Mode-Specific Behavior
Pairing mode (default): All approval prompts apply as written above. User confirms each batch, chooses action on test failure, and approves scope propagation.
Liza mode (multi-agent): Agents operate autonomously — no interactive prompts.
| Pairing Prompt | Liza Behavior |
|---|---|
| Mode announcement ("Override?") | Announce mode, no prompt |
| Pre-flight summary ("Proceed (P)?") | Auto-proceed if all checks pass.
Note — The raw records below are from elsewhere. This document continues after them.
//! The [`PdfToolkit`] facade.
//!
//! A toolkit bundles the configuration, the delegate engines and the
//! progress callback. Operations live in [`crate::ops`] as inherent methods;
//! each follows the same shape:
//!
//! ```text
//!  PdfSource ──► validate ──► resolve ──► engine (shielded) ──► deliver
//!                  │             │              │                  │
//!                  ▼             ▼              ▼                  ▼
//!           ToolkitError   bytes view     ToolkitError     Written(path) | Bytes
//! ```
//!
//! ## Why a facade instead of free functions?
//!
//! Engines are swappable. Holding them behind `Arc<dyn Trait>` in one value
//! lets a host replace, say, the table extractor once and have every
//! Convert-to-Excel call use it, while tests inject fakes the same way.

use crate::config::ToolkitConfig;
use crate::engine::docx::TextDocxConverter;
use crate::engine::tables::AlignmentTables;
use crate::engine::xlsx::XlsxWriter;
use crate::engine::{LoadedPdf, SpreadsheetWriter, TableExtractor, WordConverter};
use crate::error::ToolkitError;
use crate::output::{deliver, OperationOutput};
use crate::pipeline::input::{self, PdfSource};
use crate::pipeline::validate::{self, ValidationOutcome};
use crate::progress::{NoopProgress, Operation, OperationProgress, ProgressCallback};
use std::any::Any;
use std::borrow::Cow;
use std::fmt;
use std::panic::{self, AssertUnwindSafe};
use std::path::Path;
use std::sync::Arc;
use tracing::{error, info};

/// Entry point for every PDF operation.
///
/// Cheap to clone: engines and the progress callback are shared.
#[derive(Clone)]
pub struct PdfToolkit {
    config: ToolkitConfig,
    tables: Arc<dyn TableExtractor>,
    word: Arc<dyn WordConverter>,
    spreadsheet: Arc<dyn SpreadsheetWriter>,
    progress: ProgressCallback,
}

impl PdfToolkit {
    /// Toolkit with the built-in engines.
    pub fn new(config: ToolkitConfig) -> Self {
        Self {
            tables: Arc::new(AlignmentTables::new(config.tables)),
            word: Arc::new(TextDocxConverter::new(config.tables)),
            spreadsheet: Arc::new(XlsxWriter),
            progress: Arc::new(NoopProgress),
            config,
        }
    }

    pub fn with_progress(mut self, progress: ProgressCallback) -> Self {
        self.progress = progress;
        self
    }

    pub fn with_table_extractor(mut self, tables: Arc<dyn TableExtractor>) -> Self {
        self.tables = tables;
        self
    }

    pub fn with_word_converter(mut self, word: Arc<dyn WordConverter>) -> Self {
        self.word = word;
        self
    }

    pub fn with_spreadsheet_writer(mut self, spreadsheet: Arc<dyn SpreadsheetWriter>) -> Self {
        self.spreadsheet = spreadsheet;
        self
    }

    pub fn config(&self) -> &ToolkitConfig {
        &self.config
    }

    /// Run the validator alone: existence, size, then content sniff.
    pub fn validate<'a>(&self, source: impl Into<PdfSource<'a>>) -> ValidationOutcome {
        let mut source = source.into();
        validate::check(&mut source, &self.config)
    }

    // ── Shared operation plumbing ────────────────────────────────────────

    pub(crate) fn progress(&self) -> &dyn OperationProgress {
        self.progress.as_ref()
    }

    pub(crate) fn table_extractor(&self) -> &dyn TableExtractor {
        self.tables.as_ref()
    }

    pub(crate) fn word_converter(&self) -> &dyn WordConverter {
        self.word.as_ref()
    }

    pub(crate) fn spreadsheet_writer(&self) -> &dyn SpreadsheetWriter {
        self.spreadsheet.as_ref()
    }

    /// Validate, materialise and parse one source.
    pub(crate) fn load(
        &self,
        source: PdfSource<'_>,
        operation: &'static str,
    ) -> Result<LoadedPdf, ToolkitError> {
        let bytes = self.read(source)?;
        shield(operation, || LoadedPdf::parse(&bytes, operation))
    }

    /// Validate and materialise one source without parsing it.
    pub(crate) fn read<'a>(&self, source: PdfSource<'a>) -> Result<Cow<'a, [u8]>, ToolkitError> {
        input::resolve(source, &self.config).inspect_err(|e| {
            if e.is_validation() {
                error!("Validation failed: {}", e);
            }
        })
    }

    /// Hand the result to the caller and report completion.
    pub(crate) fn finish(
        &self,
        op: Operation,
        label: &str,
        bytes: Vec<u8>,
        dest: Option<&Path>,
    ) -> Result<OperationOutput, ToolkitError> {
        let output = deliver(bytes, dest)?;
        if let Some(path) = output.path() {
            info!("{} saved to: {}", label, path.display());
        }
        info!("{} completed successfully", op);
        self.progress.on_operation_complete(op);
        Ok(output)
    }
}

impl Default for PdfToolkit {
    fn default() -> Self {
        Self::new(ToolkitConfig::default())
    }
}

impl fmt::Debug for PdfToolkit {
    fn fmt(&self, f: &mut fmt::Formatter<'_>) -> fmt::Result {
        f.debug_struct("PdfToolkit")
            .field("config", &self.config)
            .finish_non_exhaustive()
    }
}

/// Run a delegate call, turning a panic into [`ToolkitError::Engine`].
pub(crate) fn shield<T>(
    operation: &'static str,
    f: impl FnOnce() -> Result<T, ToolkitError>,
) -> Result<T, ToolkitError> {
    panic::catch_unwind(AssertUnwindSafe(f)).unwrap_or_else(|payload| {
        let detail = format!("engine panicked: {}", panic_message(payload.as_ref()));
        error!("{}", detail);
        Err(ToolkitError::engine(operation, detail))
    })
}

fn panic_message(payload: &(dyn Any + Send)) -> &str {
    if let Some(s) = payload.downcast_ref::<&'static str>() {
        s
    } else if let Some(s) = payload.downcast_ref::<String>() {
        s
    } else {
        "unknown panic"
    }
}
Coverage below threshold: downgrade to allowed transformation set (see below); abort only if <30% or non-coverage check fails |
| Batch approval ("Proceed with batch 1 (P)?") | Auto-proceed |
| Await approval (between transformations) | Apply directly |
| Test failure ("(R)evert / (I)nvestigate / (F)orce continue") | Auto-revert batch |
| Between batches ("Proceed (P) / Skip (S) / Stop (X)?") | Auto-proceed |
| Propagation to unstaged files | Auto-proceed within worktree scope |
| Public API changes | Allowed within task scope |
| Diff size guard (>500 lines) | Abort — log anomaly to blackboard |
Coverage-gated transformation downgrade (Liza only):
| Staged Coverage | Allowed Transformations |
|---|---|
| ≥90% | All (mechanical + structural + behavioral-adjacent) |
| ≥70% | Mechanical + structural |
| ≥30% | Mechanical only |
| <30% | Abort — log to blackboard |
When downgraded, the Analysis phase must filter its violation list to only include transformations within the allowed set. Log skipped violations to the blackboard for visibility.
Anti-pattern overrides in Liza mode:
- "without user approval" → "without task scope authorization" (the task definition provides scope)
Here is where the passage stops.